Activity: Set the records down again. Match every line exactly.

(Recorded data)
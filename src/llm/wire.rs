//! 适配器共用的 HTTP / SSE 辅助：可取消的发送与读帧、错误信封提取、流式降级判定

use std::time::Duration;

use futures_util::{Stream, StreamExt};
use reqwest::{RequestBuilder, Response};
use serde_json::Value;
use tokio_util::sync::CancellationToken;

use crate::llm::LlmError;

/// 适配器 HTTP 客户端：连接与单次读取都受 `timeout` 约束，整体时长由引擎的时间预算兜底
pub fn http_client(timeout: Duration) -> reqwest::Client {
    reqwest::Client::builder()
        .connect_timeout(timeout)
        .read_timeout(timeout)
        .build()
        .unwrap_or_else(|e| {
            tracing::warn!(error = %e, "failed to build HTTP client, using defaults");
            reqwest::Client::new()
        })
}

/// 发送请求；取消令牌先触发时返回 `Ok(None)`
pub async fn send_or_cancel(
    req: RequestBuilder,
    cancel: &CancellationToken,
) -> Result<Option<Response>, LlmError> {
    tokio::select! {
        biased;
        _ = cancel.cancelled() => Ok(None),
        resp = req.send() => Ok(Some(resp?)),
    }
}

/// 读取下一帧；取消时返回 `None`，流结束时返回 `Some(None)`
pub async fn next_or_cancel<S>(stream: &mut S, cancel: &CancellationToken) -> Option<Option<S::Item>>
where
    S: Stream + Unpin,
{
    tokio::select! {
        biased;
        _ = cancel.cancelled() => None,
        item = stream.next() => Some(item),
    }
}

/// 读取错误响应正文；取消时返回 `None`
pub async fn error_body_or_cancel(resp: Response, cancel: &CancellationToken) -> Option<String> {
    tokio::select! {
        biased;
        _ = cancel.cancelled() => None,
        text = resp.text() => Some(text.unwrap_or_default()),
    }
}

/// 错误信封：`{"error": {"message"}}`、`{"error": "..."}`、`{"type":"error","error":{...}}`
pub fn extract_error(value: &Value) -> Option<String> {
    let error = value.get("error")?;
    if let Some(s) = error.as_str() {
        return Some(s.to_string());
    }
    if error.is_null() {
        return None;
    }
    let message = error
        .get("message")
        .and_then(|v| v.as_str())
        .unwrap_or("unknown provider error");
    match error.get("type").and_then(|v| v.as_str()) {
        Some(kind) if !kind.is_empty() => Some(format!("{kind}: {message}")),
        _ => Some(message.to_string()),
    }
}

/// 从非 2xx 响应正文中提取可读错误信息
pub fn error_message_from_body(status: reqwest::StatusCode, body: &str) -> String {
    serde_json::from_str::<Value>(body)
        .ok()
        .and_then(|v| extract_error(&v))
        .unwrap_or_else(|| {
            let body = body.trim();
            if body.is_empty() {
                format!("HTTP {status}")
            } else {
                format!("HTTP {status}: {}", truncate_for_error(body, 500))
            }
        })
}

/// 厂商拒绝「流式 + 工具」组合的启发式：消息同时提到 stream 与不支持
pub fn is_stream_unsupported(message: &str) -> bool {
    let lower = message.to_lowercase();
    lower.contains("stream")
        && (lower.contains("not support") || lower.contains("unsupported"))
}

pub fn truncate_for_error(input: &str, max_len: usize) -> String {
    if input.len() <= max_len {
        return input.to_string();
    }
    let mut end = max_len;
    while !input.is_char_boundary(end) {
        end -= 1;
    }
    format!("{}...", &input[..end])
}

/// 测试用：回复响应头与第一段 SSE 后保持连接但不再发送，模拟卡住的流
#[cfg(test)]
pub(crate) async fn stalled_sse_server(first_chunk: &str) -> String {
    use tokio::io::{AsyncReadExt, AsyncWriteExt};
    use tokio::net::TcpListener;

    let listener = TcpListener::bind("127.0.0.1:0").await.unwrap();
    let addr = listener.local_addr().unwrap();
    let chunk = first_chunk.to_string();
    tokio::spawn(async move {
        while let Ok((mut socket, _)) = listener.accept().await {
            let chunk = chunk.clone();
            tokio::spawn(async move {
                let mut buf = vec![0u8; 16 * 1024];
                let _ = socket.read(&mut buf).await;
                let head = "HTTP/1.1 200 OK\r\n\
                            content-type: text/event-stream\r\n\
                            transfer-encoding: chunked\r\n\r\n";
                let body = format!("{:x}\r\n{}\r\n", chunk.len(), chunk);
                let _ = socket.write_all(head.as_bytes()).await;
                let _ = socket.write_all(body.as_bytes()).await;
                let _ = socket.flush().await;
                tokio::time::sleep(Duration::from_secs(60)).await;
            });
        }
    });
    format!("http://{addr}")
}

#[cfg(test)]
mod tests {
    use super::*;
    use serde_json::json;

    #[test]
    fn test_stream_unsupported_heuristic() {
        assert!(is_stream_unsupported(
            "Streaming is not supported when tools are specified"
        ));
        assert!(is_stream_unsupported("stream mode unsupported with functions"));
        assert!(!is_stream_unsupported("rate limit exceeded"));
        assert!(!is_stream_unsupported("model not supported"));
    }

    #[test]
    fn test_extract_error_shapes() {
        assert_eq!(
            extract_error(&json!({"error": {"message": "bad key"}})).as_deref(),
            Some("bad key")
        );
        assert_eq!(extract_error(&json!({"error": "boom"})).as_deref(), Some("boom"));
        assert_eq!(
            extract_error(&json!({"type": "error", "error": {"type": "overloaded_error", "message": "Overloaded"}}))
                .as_deref(),
            Some("overloaded_error: Overloaded")
        );
        assert_eq!(extract_error(&json!({"error": null})), None);
        assert_eq!(extract_error(&json!({"choices": []})), None);
    }

    #[test]
    fn test_error_message_from_plain_body() {
        let msg = error_message_from_body(reqwest::StatusCode::BAD_GATEWAY, "upstream down");
        assert!(msg.contains("502"));
        assert!(msg.contains("upstream down"));
    }

    #[test]
    fn test_truncate_respects_char_boundary() {
        let s = "错误信息很长";
        let t = truncate_for_error(s, 4);
        assert!(t.ends_with("..."));
    }
}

Response to the task:
filename src/llm/wire.rs
//! 适配器共用的 HTTP / SSE 辅助：可取消的发送与读帧、错误信封提取、流式降级判定

use std::time::Duration;

use futures_util::{Stream, StreamExt};
use reqwest::{RequestBuilder, Response};
use serde_json::Value;
use tokio_util::sync::CancellationToken;

use crate::llm::LlmError;

/// 适配器 HTTP 客户端：连接与单次读取都受 `timeout` 约束，整体时长由引擎的时间预算兜底
pub fn http_client(timeout: Duration) -> reqwest::Client {
    reqwest::Client::builder()
        .connect_timeout(timeout)
        .read_timeout(timeout)
        .build()
        .unwrap_or_else(|e| {
            tracing::warn!(error = %e, "failed to build HTTP client, using defaults");
            reqwest::Client::new()
        })
}

/// 发送请求；取消令牌先触发时返回 `Ok(None)`
pub async fn send_or_cancel(
    req: RequestBuilder,
    cancel: &CancellationToken,
) -> Result<Option<Response>, LlmError> {
    tokio::select! {
        biased;
        _ = cancel.cancelled() => Ok(None),
        resp = req.send() => Ok(Some(resp?)),
    }
}

/// 读取下一帧；取消时返回 `None`，流结束时返回 `Some(None)`
pub async fn next_or_cancel<S>(stream: &mut S, cancel: &CancellationToken) -> Option<Option<S::Item>>
where
    S: Stream + Unpin,
{
    tokio::select! {
        biased;
        _ = cancel.cancelled() => None,
        item = stream.next() => Some(item),
    }
}

/// 读取错误响应正文；取消时返回 `None`
pub async fn error_body_or_cancel(resp: Response, cancel: &CancellationToken) -> Option<String> {
    tokio::select! {
        biased;
        _ = cancel.cancelled() => None,
        text = resp.text() => Some(text.unwrap_or_default()),
    }
}

/// 错误信封：`{"error": {"message"}}`、`{"error": "..."}`、`{"type":"error","error":{...}}`
pub fn extract_error(value: &Value) -> Option<String> {
    let error = value.get("error")?;
    if let Some(s) = error.as_str() {
        return Some(s.to_string());
    }
    if error.is_null() {
        return None;
    }
    let message = error
        .get("message")
        .and_then(|v| v.as_str())
        .unwrap_or("unknown provider error");
    match error.get("type").and_then(|v| v.as_str()) {
        Some(kind) if !kind.is_empty() => Some(format!("{kind}: {message}")),
        _ => Some(message.to_string()),
    }
}

/// 从非 2xx 响应正文中提取可读错误信息
pub fn error_message_from_body(status: reqwest::StatusCode, body: &str) -> String {
    serde_json::from_str::<Value>(body)
        .ok()
        .and_then(|v| extract_error(&v))
        .unwrap_or_else(|| {
            let body = body.trim();
            if body.is_empty() {
                format!("HTTP {status}")
            } else {
                format!("HTTP {status}: {}", truncate_for_error(body, 500))
            }
        })
}

/// 厂商拒绝「流式 + 工具」组合的启发式：消息同时提到 stream 与不支持
pub fn is_stream_unsupported(message: &str) -> bool {
    let lower = message.to_lowercase();
    lower.contains("stream")
        && (lower.contains("not support") || lower.contains("unsupported"))
}

pub fn truncate_for_error(input: &str, max_len: usize) -> String {
    if input.len() <= max_len {
        return input.to_string();
    }
    let mut end = max_len;
    while !input.is_char_boundary(end) {
        end -= 1;
    }
    format!("{}...", &input[..end])
}

/// 测试用：回复响应头与第一段 SSE 后保持连接但不再发送，模拟卡住的流
#[cfg(test)]
pub(crate) async fn stalled_sse_server(first_chunk: &str) -> String {
    use tokio::io::{AsyncReadExt, AsyncWriteExt};
    use tokio::net::TcpListener;

    let listener = TcpListener::bind("127.0.0.1:0").await.unwrap();
    let addr = listener.local_addr().unwrap();
    let chunk = first_chunk.to_string();
    tokio::spawn(async move {
        while let Ok((mut socket, _)) = listener.accept().await {
            let chunk = chunk.clone();
            tokio::spawn(async move {
                let mut buf = vec![0u8; 16 * 1024];
                let _ = socket.read(&mut buf).await;
                let head = "HTTP/1.1 200 OK\r\n\
                            content-type: text/event-stream\r\n\
                            transfer-encoding: chunked\r\n\r\n";
                let body = format!("{:x}\r\n{}\r\n", chunk.len(), chunk);
                let _ = socket.write_all(head.as_bytes()).await;
                let _ = socket.write_all(body.as_bytes()).await;
                let _ = socket.flush().await;
                tokio::time::sleep(Duration::from_secs(60)).await;
            });
        }
    });
    format!("http://{addr}")
}

#[cfg(test)]
mod tests {
    use super::*;
    use serde_json::json;

    #[test]
    fn test_stream_unsupported_heuristic() {
        assert!(is_stream_unsupported(
            "Streaming is not supported when tools are specified"
        ));
        assert!(is_stream_unsupported("stream mode unsupported with functions"));
        assert!(!is_stream_unsupported("rate limit exceeded"));
        assert!(!is_stream_unsupported("model not supported"));
    }

    #[test]
    fn test_extract_error_shapes() {
        assert_eq!(
            extract_error(&json!({"error": {"message": "bad key"}})).as_deref(),
            Some("bad key")
        );
        assert_eq!(extract_error(&json!({"error": "boom"})).as_deref(), Some("boom"));
        assert_eq!(
            extract_error(&json!({"type": "error", "error": {"type": "overloaded_error", "message": "Overloaded"}}))
                .as_deref(),
            Some("overloaded_error: Overloaded")
        );
        assert_eq!(extract_error(&json!({"error": null})), None);
        assert_eq!(extract_error(&json!({"choices": []})), None);
    }

    #[test]
    fn test_error_message_from_plain_body() {
        let msg = error_message_from_body(reqwest::StatusCode::BAD_GATEWAY, "upstream down");
        assert!(msg.contains("502"));
        assert!(msg.contains("upstream down"));
    }

    #[test]
    fn test_truncate_respects_char_boundary() {
        let s = "错误信息很长";
        let t = truncate_for_error(s, 4);
        assert!(t.ends_with("..."));
    }
}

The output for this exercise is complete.